1224 Franziskus zieht sich oft für längere Zeit zum Gebet zurück und hat am Berg Alverna eine Vision des gekreuzigten Christus, nach der die Wundmale an seinem Körper zu sehen sind. Er versucht, diese zu verbergen, um seine mystischen Erfahrungen nicht öffentlich machen zu müssen.
1225 Franziskus ist schwer krank, er leidet seit Jahren schon an Malaria und einer Augenkrankheit, die er aus Palästina mitgebracht hat, und die nun zur völligen Erblindung führt. In tiefer Depression verfasst er den “Sonnengesang”, in dem er seine enge Vebundenheit mit der ganzen belebten und unbelebten Schöpfung noch einmal betont. Er spricht Sonne, Mond, die vier Elemente und sogar den leiblichen Tod als Brüder und Schwestern an und formuliert eine Haltung des Dankes und des Vertrauens gegenüber Gott dem Schöpfer.
1226 Franziskus stirbt im Kreise zahlreicher Mitbrüder, die er noch einmal segnet.
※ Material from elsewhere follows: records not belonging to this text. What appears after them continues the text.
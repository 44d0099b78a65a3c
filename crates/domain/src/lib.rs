//! Shared types for the FlowMesh crates: the common error type, the
//! configuration tree, and structured trace events.

pub mod config;
pub mod error;
pub mod trace;
//! Session lifecycle for flows talking to peer flows.
//!
//! A flow opens sessions lazily ([`SessionActivation`]), exchanges ordered
//! events over a [`SequencedChannel`] through the [`SessionLifecycleManager`],
//! and shuts them down with the role-asymmetric close handshake in
//! [`CloseOrchestrator`].  All state lives in the flow's [`FlowCheckpoint`].

pub mod activation;
pub mod channel;
pub mod checkpoint;
pub mod close;
pub mod manager;
pub mod registry;
pub mod sandbox;
pub mod state;

pub use activation::{SessionActivation, SessionInfo};
pub use channel::{OrderedChannel, SequencedChannel};
pub use checkpoint::{FlowCheckpoint, FlowStack, FlowStackItem, FlowStackSession};
pub use close::CloseOrchestrator;
pub use manager::{
    initiating_and_initiated_identity, AcceptedSession, SessionInit, SessionLifecycleManager,
};
pub use registry::SessionRegistry;
pub use sandbox::{ProtocolSandboxResolver, StaticSandboxResolver};
pub use state::{
    counterparty_session_id, initiated_session_id, SessionRole, SessionState, SessionStatus,
};
//! In-process simulation of two FlowMesh nodes exchanging session traffic.

pub mod cli;
pub mod node;
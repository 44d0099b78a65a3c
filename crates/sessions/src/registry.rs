//! The sessions owned by one flow checkpoint.
//!
//! A registry is never shared between flows.  All access happens on the
//! thread processing that flow's current event, so there is no locking.

use std::collections::HashMap;

use serde::{Deserialize, Serialize};

use crate::state::{SessionState, SessionStatus};

#[derive(Debug, Clone, Default, PartialEq, Eq, Serialize, Deserialize)]
pub struct SessionRegistry {
    sessions: HashMap<String, SessionState>,
}

impl SessionRegistry {
    pub fn new() -> Self {
        Self::default()
    }

    pub fn get(&self, session_id: &str) -> Option<&SessionState> {
        self.sessions.get(session_id)
    }

    pub fn contains(&self, session_id: &str) -> bool {
        self.sessions.contains_key(session_id)
    }

    /// Insert or replace the state for its session id.
    pub fn put(&mut self, state: SessionState) {
        self.sessions.insert(state.session_id.clone(), state);
    }

    pub fn put_all(&mut self, states: impl IntoIterator<Item = SessionState>) {
        for state in states {
            self.put(state);
        }
    }

    pub fn len(&self) -> usize {
        self.sessions.len()
    }

    pub fn is_empty(&self) -> bool {
        self.sessions.is_empty()
    }

    pub fn iter(&self) -> impl Iterator<Item = &SessionState> {
        self.sessions.values()
    }

    pub fn iter_mut(&mut self) -> impl Iterator<Item = &mut SessionState> {
        self.sessions.values_mut()
    }

    /// Sessions that have not reached `CLOSED` or `ERROR`.
    pub fn open_sessions(&self) -> Vec<&SessionState> {
        self.iter().filter(|s| !s.status.is_terminal()).collect()
    }

    pub fn count_with_status(&self, status: SessionStatus) -> usize {
        self.iter().filter(|s| s.status == status).count()
    }
}
//! Flow checkpoint: the externally-persisted state of one flow instance.
//!
//! Only the parts the session subsystem reads are modelled here: the
//! holding identity, the deployed bundle hashes, the flow call stack, and
//! the session registry.

use serde::{Deserialize, Serialize};

use fm_protocol::HoldingIdentity;

use crate::registry::SessionRegistry;
use crate::state::SessionState;

/// A session opened by a flow on the stack.  `initiated` flips to `true`
/// once activation has created the session.
#[derive(Debug, Clone, PartialEq, Eq, Serialize, Deserialize)]
pub struct FlowStackSession {
    pub session_id: String,
    #[serde(default)]
    pub initiated: bool,
}

/// One nested flow invocation.
#[derive(Debug, Clone, PartialEq, Eq, Serialize, Deserialize)]
pub struct FlowStackItem {
    pub flow_id: String,
    pub is_initiating_flow: bool,
    #[serde(default)]
    pub sessions: Vec<FlowStackSession>,
}

impl FlowStackItem {
    pub fn new(flow_id: impl Into<String>, is_initiating_flow: bool) -> Self {
        Self {
            flow_id: flow_id.into(),
            is_initiating_flow,
            sessions: Vec::new(),
        }
    }

    pub fn is_session_initiated(&self, session_id: &str) -> bool {
        self.sessions
            .iter()
            .any(|s| s.session_id == session_id && s.initiated)
    }

    /// Flag `session_id` as initiated, adding it when not yet tracked.
    pub fn mark_initiated(&mut self, session_id: &str) {
        match self.sessions.iter_mut().find(|s| s.session_id == session_id) {
            Some(entry) => entry.initiated = true,
            None => self.sessions.push(FlowStackSession {
                session_id: session_id.to_owned(),
                initiated: true,
            }),
        }
    }
}

/// The flow call stack, bottom first.
#[derive(Debug, Clone, Default, PartialEq, Eq, Serialize, Deserialize)]
pub struct FlowStack {
    items: Vec<FlowStackItem>,
}

impl FlowStack {
    pub fn push(&mut self, item: FlowStackItem) {
        self.items.push(item);
    }

    pub fn pop(&mut self) -> Option<FlowStackItem> {
        self.items.pop()
    }

    pub fn peek(&self) -> Option<&FlowStackItem> {
        self.items.last()
    }

    pub fn is_empty(&self) -> bool {
        self.items.is_empty()
    }

    pub fn len(&self) -> usize {
        self.items.len()
    }

    /// Walk from the top of the stack and return the first match.
    pub fn nearest_first(
        &self,
        predicate: impl Fn(&FlowStackItem) -> bool,
    ) -> Option<&FlowStackItem> {
        self.items.iter().rev().find(|item| predicate(item))
    }

    pub fn nearest_first_mut(
        &mut self,
        predicate: impl Fn(&FlowStackItem) -> bool,
    ) -> Option<&mut FlowStackItem> {
        self.items.iter_mut().rev().find(|item| predicate(item))
    }
}

/// The checkpoint of one flow instance.
#[derive(Debug, Clone, PartialEq, Eq, Serialize, Deserialize)]
pub struct FlowCheckpoint {
    pub flow_id: String,
    pub holding_identity: HoldingIdentity,
    #[serde(default)]
    pub bundle_hashes: Vec<String>,
    #[serde(default)]
    pub flow_stack: FlowStack,
    #[serde(default)]
    sessions: SessionRegistry,
}

impl FlowCheckpoint {
    pub fn new(
        flow_id: impl Into<String>,
        holding_identity: HoldingIdentity,
        bundle_hashes: Vec<String>,
    ) -> Self {
        Self {
            flow_id: flow_id.into(),
            holding_identity,
            bundle_hashes,
            flow_stack: FlowStack::default(),
            sessions: SessionRegistry::new(),
        }
    }

    pub fn get_session_state(&self, session_id: &str) -> Option<&SessionState> {
        self.sessions.get(session_id)
    }

    pub fn put_session_state(&mut self, state: SessionState) {
        self.sessions.put(state);
    }

    pub fn put_session_states(&mut self, states: impl IntoIterator<Item = SessionState>) {
        self.sessions.put_all(states);
    }

    pub fn sessions(&self) -> &SessionRegistry {
        &self.sessions
    }

    pub fn sessions_mut(&mut self) -> &mut SessionRegistry {
        &mut self.sessions
    }
}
In seinem Testament betont er noch einmal zwei seiner wichtigsten Anliegen: Liebe zu Christus durch ein armes und demütiges Leben in Gemeinschaft mit den Armen, und Liebe zu Christus durch Verbundenheit mit der von ihm gegründeten Kirche.
1228 Franziskus wird vom Papst heiliggesprochen. Der Orden, der zu dieser Zeit bereits über sechstausend Brüder zählt, breitet sich weiter aus und besteht heute auf der ganzen Welt. Der Einfluss der franziskanischen Spiritualität reicht weit über die Grenzen des Ordens und sogar über die des Christentums hinaus.